For the post-Dino years, the retrospective is evenly divided between films directed by Tashlin and by Lewis himself. Tashlin’s are slicker, more coherent, better paced, and consistently funnier – but God help me, I prefer Jerry when he’s the Total Filmmaker. He inherited Tashlin’s candy-colored aesthetic, cartoon comedy, and disregard for the fourth wall, but pushed these tendencies to a lunatic extreme.

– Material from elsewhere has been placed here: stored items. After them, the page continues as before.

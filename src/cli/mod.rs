pub mod command;
pub mod demux;
pub mod info;
pub mod progress;
pub mod remux;
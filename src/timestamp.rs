use nut::utils::rational::Rational;
use nut::utils::timing::to_millis;

/// Formats `pts` ticks of `time_base` as `HH:MM:SS.mmm` without going
/// through floating point. Times beyond the millisecond range are shown as
/// raw ticks.
pub fn pts_str(pts: i64, time_base: Rational) -> String {
    let Ok(ms) = to_millis(pts, time_base) else {
        return format!("{pts} x {time_base}");
    };

    let sign = if ms < 0 { "-" } else { "" };
    let ms = ms.unsigned_abs();
    let hours = ms / 3_600_000;
    format!(
        "{sign}{hours:0width$}:{:02}:{:02}.{:03}",
        ms / 60_000 % 60,
        ms / 1000 % 60,
        ms % 1000,
        width = if hours >= 100 { 0 } else { 2 }
    )
}

#[test]
fn formats_exact_times() {
    assert_eq!(pts_str(0, Rational::new(1, 25)), "00:00:00.000");
    assert_eq!(pts_str(90_001, Rational::new(1, 25)), "01:00:00.040");
    assert_eq!(pts_str(48_000 * 61 + 48, Rational::new(1, 48000)), "00:01:01.001");
    assert_eq!(pts_str(-1500, Rational::MILLISECOND), "-00:00:01.500");
    assert_eq!(pts_str(367_000 * 1000, Rational::MILLISECOND), "101:56:40.000");
    assert_eq!(pts_str(i64::MAX, Rational::ONE), format!("{} x 1/1", i64::MAX));
}
//! Delete untracked and ignored files in one go.

use super::CommandContext;
use super::error::Result;
use crate::infra::git::GitRunner;
use crate::shared::ui::{Notification, Ui, confirm};

pub async fn run<R: GitRunner, U: Ui>(ctx: &CommandContext<R, U>) -> Result<()> {
    let root = ctx.locate_root().await?;

    if !confirm(
        &ctx.ui,
        "This will permanently delete all untracked and ignored files. This action cannot be undone.",
        "Continue",
        "Cancel",
    )? {
        return Ok(());
    }

    tracing::info!("Cleaning untracked and ignored files...");
    let output = ctx.git(&root, &["clean", "-Xfd"]).await?;
    if let Some(stderr) = &output.stderr {
        tracing::warn!("{}", stderr.trim_end());
    }

    let notification = if output.stdout.trim().is_empty() {
        tracing::info!("No untracked or ignored files to remove");
        Notification::info("No untracked or ignored files found to clean.")
    } else {
        tracing::info!("Removed files:\n{}", output.stdout.trim_end());
        Notification::info(output.stdout.trim_end())
    };
    ctx.ui.notify(&notification.with_output());
    Ok(())
}
//! Subprocess execution of the `git` executable.

use std::path::Path;

use tokio::process::Command;

use super::error::{GitError, Result};

/// Captured result of one successful `git` invocation.
///
/// `stderr` is informational: git writes progress and hints there even when
/// it succeeds.
#[derive(Debug, Clone, Default, PartialEq, Eq)]
pub struct CommandOutput {
    pub stdout: String,
    pub stderr: Option<String>,
}

#[cfg(test)]
impl CommandOutput {
    pub fn new(stdout: impl Into<String>) -> Self {
        Self {
            stdout: stdout.into(),
            stderr: None,
        }
    }
}

/// Trait for executing `git` commands.
/// Enables dependency injection for testing without spawning processes.
pub trait GitRunner {
    /// Run `git <args>` in `cwd`. Spawns exactly one process, never retries.
    async fn run(&self, args: &[&str], cwd: &Path) -> Result<CommandOutput>;
}

/// Production implementation that executes the real `git` binary.
#[derive(Debug, Clone, Copy, Default)]
pub struct RealGitRunner;

impl GitRunner for RealGitRunner {
    async fn run(&self, args: &[&str], cwd: &Path) -> Result<CommandOutput> {
        let command_line = render_command_line(args);
        tracing::debug!(cwd = %cwd.display(), "exec: {command_line}");

        let output = Command::new("git")
            .args(args)
            .current_dir(cwd)
            // Never block on an interactive credential prompt.
            .env("GIT_TERMINAL_PROMPT", "0")
            .kill_on_drop(true)
            .output()
            .await
            .map_err(|e| GitError::Process {
                message: format!("failed to execute `{command_line}`: {e}"),
                exit_code: None,
                stderr: None,
            })?;

        let stdout = String::from_utf8_lossy(&output.stdout).into_owned();
        let stderr = non_empty(String::from_utf8_lossy(&output.stderr).into_owned());

        if !output.status.success() {
            tracing::warn!(
                exit_code = ?output.status.code(),
                stderr = stderr.as_deref().unwrap_or(""),
                "command failed: {command_line}"
            );
            return Err(GitError::Process {
                message: format!("`{command_line}` failed ({})", output.status),
                exit_code: output.status.code(),
                stderr,
            });
        }

        if let Some(stderr) = &stderr {
            tracing::debug!("stderr: {}", stderr.trim_end());
        }

        Ok(CommandOutput { stdout, stderr })
    }
}

/// Render `git <args>` as a shell-quoted line for logs and error messages.
fn render_command_line(args: &[&str]) -> String {
    let words = std::iter::once("git").chain(args.iter().copied());
    shlex::try_join(words).unwrap_or_else(|_| format!("git {}", args.join(" ")))
}

fn non_empty(s: String) -> Option<String> {
    if s.trim().is_empty() { None } else { Some(s) }
}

As writer/director, he was obsessed by the movie-ness of movies: The Patsy (1964) ends with Jerry’s character realizing that he’s on a movie set, and he’s Jerry Lewis, and the crew should break for lunch; The Ladies Man (1963) unfolds on an enormous dollhouse set that would inspire similar structures in Godard’s Tout va bien and Anderson’s The Life Aquatic. His comedy could be executed with extraordinary precision, as in The Patsy, when he knocks over a roomful of vases, one by one, catching each of them within inches of landing, or Cracking Up (1983), where he performs dozens of pratfalls trying to walk through a slippery office. Like Tati and Buster Keaton, he often seemed more interested in highlighting the beauty of a perfectly choreographed piece of slapstick than getting a belly laugh.
His self-directed work also reveals him as the most nakedly personal of the major film comedians. His films return compulsively to the dilemma of being true to oneself while also fitting into polite society. This dilemma is the melancholy undercurrent of The Patsy, his ambivalent showbiz satire in which he plays a bellboy who becomes a manufactured celebrity. Playing a dual role in The Bellboy, he contrasts his meek, near-silent bellboy character with superstar “Jerry Lewis,” who arrives with a coterie of yes-men and hangers-on (it’s clear who he identifies with more). It’s expressed most clearly in The Nutty Professor, where he plays the nerdy scientist Julius Kelp, who turns himself into the swingin’ hepcat Buddy Love. In what could serve as a thesis statement for Lewis’ career, Kelp concludes, “You might as well like yourself. Just think about all the time you’re going to have to spend with you. And if you don’t think too much of yourself, how do you expect others to?”
And it’s his self-directed work that finds Lewis at his most abrasive. That he was willing to try anything in his films also means that stretches of even his better ones can be brutally unfunny. That he largely abandoned narrative for loosely connected gags means that his films are often not “satisfying,” quote-unquote. That he wrestled with his self-esteem issues on film also means that in Cracking Up, his suicidal misfit spends the entire movie in polished loafers, Brylcreemed hair, and Johnny Carson Apparel-caliber suits. For a Jerryphile, these flaws are part of what makes the work so vital.
I’ll admit that I don’t laugh a lot when watching Jerry, but to quote Andrew Dice Clay from his album The Day the Laughter Died, “This isn’t about laughter. It’s about comedy.” If you’re interested in art that tests the limits of the form, and in artists who lay their guts on a slab for all to see, then you have to be compelled by this man. The secret to appreciating Jerry Lewis isn’t simply taking the bad with the good: it’s enjoying the bad equally.
Happy Birthday, Mr. Lewis: The Kid Turns 90 runs March 1-15 at the Museum of Modern Art.